━━━━━ Exercise data ━━━━━

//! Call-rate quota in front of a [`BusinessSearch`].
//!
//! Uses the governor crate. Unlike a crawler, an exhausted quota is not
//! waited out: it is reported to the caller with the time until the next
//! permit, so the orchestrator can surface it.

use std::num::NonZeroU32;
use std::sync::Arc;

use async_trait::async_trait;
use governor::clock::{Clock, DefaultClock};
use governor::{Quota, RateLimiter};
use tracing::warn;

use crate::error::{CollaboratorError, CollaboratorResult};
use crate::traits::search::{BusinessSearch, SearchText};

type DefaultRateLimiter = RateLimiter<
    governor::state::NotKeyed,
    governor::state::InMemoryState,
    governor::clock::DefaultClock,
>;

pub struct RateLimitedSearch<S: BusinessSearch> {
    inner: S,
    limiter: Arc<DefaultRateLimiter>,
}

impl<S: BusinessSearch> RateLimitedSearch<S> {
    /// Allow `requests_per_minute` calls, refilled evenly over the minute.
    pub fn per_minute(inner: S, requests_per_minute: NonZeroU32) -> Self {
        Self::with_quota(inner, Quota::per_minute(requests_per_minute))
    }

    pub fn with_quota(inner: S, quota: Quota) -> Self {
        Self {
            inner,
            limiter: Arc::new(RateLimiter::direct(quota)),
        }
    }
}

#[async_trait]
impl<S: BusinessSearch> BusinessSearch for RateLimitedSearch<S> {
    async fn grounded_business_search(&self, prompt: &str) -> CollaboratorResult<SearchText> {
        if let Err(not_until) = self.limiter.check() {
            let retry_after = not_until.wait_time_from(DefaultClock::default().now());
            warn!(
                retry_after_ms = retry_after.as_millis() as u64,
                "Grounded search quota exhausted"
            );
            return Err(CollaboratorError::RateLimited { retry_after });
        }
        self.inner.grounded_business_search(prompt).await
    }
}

━━━━━
━━━━━ Exercise data ━━━━━

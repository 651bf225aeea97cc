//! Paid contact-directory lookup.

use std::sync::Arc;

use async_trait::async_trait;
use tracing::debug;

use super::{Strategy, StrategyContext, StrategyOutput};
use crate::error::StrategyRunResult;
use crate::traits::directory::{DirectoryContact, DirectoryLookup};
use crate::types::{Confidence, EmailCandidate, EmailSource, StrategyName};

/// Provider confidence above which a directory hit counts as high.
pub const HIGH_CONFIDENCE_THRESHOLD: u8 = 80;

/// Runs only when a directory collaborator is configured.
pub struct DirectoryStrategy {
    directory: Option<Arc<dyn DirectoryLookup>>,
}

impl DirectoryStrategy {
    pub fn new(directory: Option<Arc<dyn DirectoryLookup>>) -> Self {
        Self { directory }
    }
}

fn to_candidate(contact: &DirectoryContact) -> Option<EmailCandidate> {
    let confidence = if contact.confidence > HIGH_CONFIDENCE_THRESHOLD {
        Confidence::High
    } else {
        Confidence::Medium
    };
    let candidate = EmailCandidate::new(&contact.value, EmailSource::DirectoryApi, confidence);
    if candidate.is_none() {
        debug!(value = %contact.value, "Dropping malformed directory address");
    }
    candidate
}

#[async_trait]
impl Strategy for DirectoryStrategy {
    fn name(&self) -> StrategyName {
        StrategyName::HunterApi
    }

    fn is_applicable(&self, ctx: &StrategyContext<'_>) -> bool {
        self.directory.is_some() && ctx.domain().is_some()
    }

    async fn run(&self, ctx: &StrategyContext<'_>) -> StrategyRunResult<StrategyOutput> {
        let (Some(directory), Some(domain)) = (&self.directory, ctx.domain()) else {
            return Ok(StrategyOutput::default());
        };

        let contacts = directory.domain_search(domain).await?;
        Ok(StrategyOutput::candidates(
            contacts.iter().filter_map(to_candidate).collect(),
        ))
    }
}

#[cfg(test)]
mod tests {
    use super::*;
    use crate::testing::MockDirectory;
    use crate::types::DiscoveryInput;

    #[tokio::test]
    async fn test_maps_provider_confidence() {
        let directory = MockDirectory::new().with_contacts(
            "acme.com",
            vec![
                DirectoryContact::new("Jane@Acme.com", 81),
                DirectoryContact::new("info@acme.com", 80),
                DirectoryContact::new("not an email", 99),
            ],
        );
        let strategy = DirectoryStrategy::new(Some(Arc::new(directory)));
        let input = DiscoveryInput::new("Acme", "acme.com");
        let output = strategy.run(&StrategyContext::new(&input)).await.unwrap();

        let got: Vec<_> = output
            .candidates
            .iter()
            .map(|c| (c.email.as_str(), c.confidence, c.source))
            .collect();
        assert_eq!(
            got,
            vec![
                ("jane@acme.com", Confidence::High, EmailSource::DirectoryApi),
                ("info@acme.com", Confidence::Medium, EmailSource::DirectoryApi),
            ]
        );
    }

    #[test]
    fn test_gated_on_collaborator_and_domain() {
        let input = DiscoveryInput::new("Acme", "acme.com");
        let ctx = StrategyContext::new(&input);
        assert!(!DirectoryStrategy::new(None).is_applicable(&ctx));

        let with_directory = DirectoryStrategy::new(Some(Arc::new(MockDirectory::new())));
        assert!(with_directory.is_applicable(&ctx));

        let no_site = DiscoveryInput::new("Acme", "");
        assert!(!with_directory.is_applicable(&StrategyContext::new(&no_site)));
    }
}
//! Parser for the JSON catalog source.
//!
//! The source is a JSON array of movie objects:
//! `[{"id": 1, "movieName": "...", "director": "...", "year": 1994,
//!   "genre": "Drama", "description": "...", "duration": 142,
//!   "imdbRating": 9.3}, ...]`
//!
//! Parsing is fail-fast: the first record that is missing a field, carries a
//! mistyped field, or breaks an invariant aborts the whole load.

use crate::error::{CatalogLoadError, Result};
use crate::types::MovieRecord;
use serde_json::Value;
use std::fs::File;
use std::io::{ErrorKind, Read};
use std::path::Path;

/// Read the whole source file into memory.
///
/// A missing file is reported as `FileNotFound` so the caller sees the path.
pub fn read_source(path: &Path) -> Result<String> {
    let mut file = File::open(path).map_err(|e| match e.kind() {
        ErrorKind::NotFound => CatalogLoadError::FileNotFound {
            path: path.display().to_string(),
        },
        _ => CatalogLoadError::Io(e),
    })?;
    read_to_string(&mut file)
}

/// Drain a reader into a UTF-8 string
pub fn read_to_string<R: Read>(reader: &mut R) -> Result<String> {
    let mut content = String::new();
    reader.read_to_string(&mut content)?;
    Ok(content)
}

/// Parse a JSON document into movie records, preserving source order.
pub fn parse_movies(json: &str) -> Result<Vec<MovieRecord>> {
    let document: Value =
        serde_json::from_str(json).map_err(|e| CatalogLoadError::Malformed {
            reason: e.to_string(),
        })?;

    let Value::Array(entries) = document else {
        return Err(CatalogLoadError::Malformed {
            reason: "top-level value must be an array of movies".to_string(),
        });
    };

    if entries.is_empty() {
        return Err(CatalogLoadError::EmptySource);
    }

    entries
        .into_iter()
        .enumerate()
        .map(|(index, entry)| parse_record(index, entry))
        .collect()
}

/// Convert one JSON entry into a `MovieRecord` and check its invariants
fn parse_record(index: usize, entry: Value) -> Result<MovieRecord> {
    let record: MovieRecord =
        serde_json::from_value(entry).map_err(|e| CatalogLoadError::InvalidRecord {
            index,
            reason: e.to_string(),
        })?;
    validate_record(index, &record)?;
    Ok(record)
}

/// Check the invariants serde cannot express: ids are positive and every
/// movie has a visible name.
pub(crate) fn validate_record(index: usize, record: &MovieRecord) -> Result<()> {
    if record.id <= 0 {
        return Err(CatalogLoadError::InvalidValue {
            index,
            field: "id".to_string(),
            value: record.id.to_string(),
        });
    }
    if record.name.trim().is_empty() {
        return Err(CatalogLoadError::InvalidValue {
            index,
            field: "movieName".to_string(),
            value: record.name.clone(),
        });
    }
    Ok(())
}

━━━━━

### To do
Copy each line of the listing in which the word "EmailSource" can be found.

### Answer for this exercise
use crate::types::{Confidence, EmailCandidate, EmailSource, StrategyName};
    let candidate = EmailCandidate::new(&contact.value, EmailSource::DirectoryApi, confidence);
                ("jane@acme.com", Confidence::High, EmailSource::DirectoryApi),
                ("info@acme.com", Confidence::Medium, EmailSource::DirectoryApi),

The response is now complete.